Your objective: With the line containing "pub struct GreedyPlayer" as the start and the line containing "let mut top_score = 0;" as the end, transcribe that span of the entries below exactly, including both.

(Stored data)
────
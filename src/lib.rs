pub mod blocking;
#[cfg(feature = "cli")]
pub mod cli;
pub mod config;
pub mod db;
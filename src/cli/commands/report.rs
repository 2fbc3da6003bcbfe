use crate::cli::error::CliResult;
use crate::cli::utils::{apply_table_style, format_optional, truncate_with_ellipsis};
use crate::db::{
    OrderLineRow, Referral, ReportRepository, Session, UserOrderCount, UserOrders,
    UserQuantityTotal,
};
use tabled::{Table, Tabled};

#[derive(Tabled)]
struct OrderCountDisplay {
    #[tabled(rename = "User")]
    user_id: i64,
    #[tabled(rename = "Name")]
    full_name: String,
    #[tabled(rename = "Orders")]
    orders: i64,
}

#[derive(Tabled)]
struct QuantityDisplay {
    #[tabled(rename = "User")]
    user_id: i64,
    #[tabled(rename = "Name")]
    full_name: String,
    #[tabled(rename = "Quantity")]
    quantity: i64,
}

#[derive(Tabled)]
struct LineRowDisplay {
    #[tabled(rename = "Order")]
    order_id: i64,
    #[tabled(rename = "Product")]
    title: String,
    #[tabled(rename = "Username")]
    user_name: String,
    #[tabled(rename = "Qty")]
    quantity: i64,
}

#[derive(Tabled)]
struct ReferralDisplay {
    #[tabled(rename = "Referrer")]
    referrer: String,
    #[tabled(rename = "Referral")]
    referral: String,
}

fn render<T: Tabled>(rows: Vec<T>, empty: &str) -> String {
    if rows.is_empty() {
        return empty.to_string();
    }
    let mut table = Table::new(rows);
    apply_table_style(&mut table);
    table.to_string()
}

/// Order count per user
pub async fn order_counts<S: Session>(session: &mut S, format: &str) -> CliResult<String> {
    let counts = session.reports().order_counts().await?;

    match format {
        "json" => Ok(serde_json::to_string_pretty(&counts)?),
        _ => Ok(render(
            counts
                .iter()
                .map(|c: &UserOrderCount| OrderCountDisplay {
                    user_id: c.user_id,
                    full_name: truncate_with_ellipsis(&c.full_name, 40),
                    orders: c.orders,
                })
                .collect(),
            "No orders found.",
        )),
    }
}

/// Ordered quantity per user, optionally above a threshold
pub async fn quantity_totals<S: Session>(
    session: &mut S,
    min: Option<i64>,
    format: &str,
) -> CliResult<String> {
    let totals = session.reports().quantity_totals(min).await?;

    match format {
        "json" => Ok(serde_json::to_string_pretty(&totals)?),
        _ => Ok(render(
            totals
                .iter()
                .map(|t: &UserQuantityTotal| QuantityDisplay {
                    user_id: t.user_id,
                    full_name: truncate_with_ellipsis(&t.full_name, 40),
                    quantity: t.quantity,
                })
                .collect(),
            "No users above the threshold.",
        )),
    }
}

/// Every purchased line of a user
pub async fn user_lines<S: Session>(
    session: &mut S,
    user_id: i64,
    per_row: bool,
    format: &str,
) -> CliResult<String> {
    let rows = if per_row {
        session.reports().user_order_lines_per_row(user_id).await?
    } else {
        session.reports().user_order_lines(user_id).await?
    };

    match format {
        "json" => Ok(serde_json::to_string_pretty(&rows)?),
        _ => Ok(render(
            rows.iter()
                .map(|r: &OrderLineRow| LineRowDisplay {
                    order_id: r.order.order_id,
                    title: truncate_with_ellipsis(&r.product.title, 40),
                    user_name: format_optional(r.user_name.as_deref()),
                    quantity: r.quantity,
                })
                .collect(),
            "No order lines found.",
        )),
    }
}

/// Referrer and referral pairs
pub async fn referrals<S: Session>(session: &mut S, format: &str) -> CliResult<String> {
    let pairs = session.reports().referrals().await?;

    match format {
        "json" => Ok(serde_json::to_string_pretty(&pairs)?),
        _ => Ok(render(
            pairs
                .iter()
                .map(|p: &Referral| ReferralDisplay {
                    referrer: format!("{} ({})", p.referrer_name, p.referrer_id),
                    referral: format!("{} ({})", p.referral_name, p.referral_id),
                })
                .collect(),
            "No referrals found.",
        )),
    }
}

/// Users with their orders and lines as an indented tree
pub async fn order_tree<S: Session>(session: &mut S, format: &str) -> CliResult<String> {
    let tree = session.reports().users_with_orders().await?;

    match format {
        "json" => Ok(serde_json::to_string_pretty(&tree)?),
        _ => Ok(format_tree(&tree)),
    }
}

fn format_tree(tree: &[UserOrders]) -> String {
    if tree.is_empty() {
        return "No users found.".to_string();
    }

    let mut out = vec![];
    for entry in tree {
        out.push(format!("{} ({})", entry.user.full_name, entry.user.id));
        if entry.orders.is_empty() {
            out.push("  (no orders)".to_string());
        }
        for detail in &entry.orders {
            out.push(format!("  order {}", detail.order.order_id));
            for line in &detail.lines {
                out.push(format!(
                    "    {} x {} @ {}",
                    line.quantity, line.product.title, line.product.price
                ));
            }
        }
    }
    out.join("\n")
}
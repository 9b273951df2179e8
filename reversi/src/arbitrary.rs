use quickcheck::{Arbitrary, Gen};

use crate::{Game, Position};

/// A game reached from the standard start by random legal actions.
#[derive(Clone, Debug)]
pub struct ReachableGame(pub Game);

impl Arbitrary for ReachableGame {
    fn arbitrary(g: &mut Gen) -> Self {
        let length = *g.choose(&[4, 6, 8]).unwrap();
        let mut game = Game::init(length);
        // Stop somewhere along the way, or at the end of the game
        let num_actions = usize::arbitrary(g) % (length * length);
        for _ in 0..num_actions {
            if game.is_game_over() {
                break;
            }
            let legal: Vec<Position> = game.legal_actions().iter().collect();
            let action = g.choose(&legal).copied();
            game.execute_action(action)
                .expect("Random legal action was rejected");
        }
        ReachableGame(game)
    }
}
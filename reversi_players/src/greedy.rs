use rand::rngs::StdRng;
use rand::seq::SliceRandom;
use reversi::{Game, Position};
use tracing::debug;

use crate::Strategy;

/// Picks the placement that flips the most disks, breaking ties randomly.
pub struct GreedyPlayer {
    rng: StdRng,
}

impl GreedyPlayer {
    pub fn new(rng: StdRng) -> Self {
        Self { rng }
    }
}

impl Strategy for GreedyPlayer {
    fn name(&self) -> &str {
        "greedy"
    }

    fn play(&mut self, game: &Game) -> anyhow::Result<Option<Position>> {
        let board = game.board();
        let color = game.current_color();
        let mut top_choices: Vec<Position> = Vec::new();
        let mut top_score = 0;
        for position in game.legal_actions() {
            let score = board.calculate(color, position).num_flipped();
            match score.cmp(&top_score) {
                std::cmp::Ordering::Less => {}
                std::cmp::Ordering::Equal => {
                    top_choices.push(position);
                }
                std::cmp::Ordering::Greater => {
                    top_choices = vec![position];
                    top_score = score;
                }
            }
        }
        debug!(?top_choices, top_score, "Greedy candidates");
        Ok(top_choices.choose(&mut self.rng).copied())
    }
}
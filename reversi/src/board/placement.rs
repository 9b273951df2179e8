use crate::board::capture::capture_in_direction;
use crate::{Board, Color, Position, Square, DIRECTIONS};

/// The effects of placing one disk, before they are applied.
///
/// Obtained from [`Board::calculate()`]. Ties the plan to the board it was
/// computed on, so it cannot be applied to a different one.
pub struct PlacementCalculation<'a> {
    board: &'a Board,
    color: Color,
    position: Position,
    /// Opponent disks that change color, not including `position` itself.
    flipped: Vec<Position>,
}

impl Board {
    /// Calculates which disks a placement of `color` at `position` would flip.
    ///
    /// This does not check whether the placement is legal. For a legal
    /// placement, at least one disk is flipped. Nothing is flipped for a
    /// position outside the board.
    pub fn calculate(&self, color: Color, position: Position) -> PlacementCalculation<'_> {
        let mut flipped = Vec::new();
        // Outside the board, stepping to a neighbor could overflow
        let directions: &[_] = if self.is_in_range(position) { &DIRECTIONS } else { &[] };
        for &direction in directions {
            if let Some(end) = capture_in_direction(self, color, position, direction) {
                let mut current = position + direction;
                while current != end {
                    flipped.push(current);
                    current = current + direction;
                }
            }
        }
        PlacementCalculation {
            board: self,
            color,
            position,
            flipped,
        }
    }
}

impl<'a> PlacementCalculation<'a> {
    pub fn position(&self) -> Position {
        self.position
    }

    pub fn color(&self) -> Color {
        self.color
    }

    /// The opponent disks that would change color.
    pub fn flipped(&self) -> &[Position] {
        &self.flipped
    }

    pub fn num_flipped(&self) -> usize {
        self.flipped.len()
    }

    /// Apply the planned changes and get the resulting board.
    pub fn execute(self) -> Board {
        let mut changed = self.flipped;
        changed.push(self.position);
        self.board.with_squares(&changed, Square::from(self.color))
    }
}

/// Places a disk of `color` at `position` and returns the resulting board.
///
/// The placement must be legal, which callers check beforehand with
/// [`is_legal_placement()`](crate::is_legal_placement) or through
/// [`Game`](crate::Game). Panics if the placement flips nothing.
pub fn execute_action(board: &Board, color: Color, position: Position) -> Board {
    let calculation = board.calculate(color, position);
    assert!(
        calculation.num_flipped() > 0,
        "Placing {} at {} flips no disks, so it is not a legal placement",
        color,
        position
    );
    calculation.execute()
}
pub use board::*;
pub use color::*;
pub use errors::*;
pub use game::*;
pub use geometry::*;
pub use visualization::*;

#[cfg(test)]
mod arbitrary;
mod board;
mod color;
mod errors;
mod game;
mod geometry;
mod visualization;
────
Output below:
pub struct GreedyPlayer {
    rng: StdRng,
}

impl GreedyPlayer {
    pub fn new(rng: StdRng) -> Self {
        Self { rng }
    }
}

impl Strategy for GreedyPlayer {
    fn name(&self) -> &str {
        "greedy"
    }

    fn play(&mut self, game: &Game) -> anyhow::Result<Option<Position>> {
        let board = game.board();
        let color = game.current_color();
        let mut top_choices: Vec<Position> = Vec::new();
        let mut top_score = 0;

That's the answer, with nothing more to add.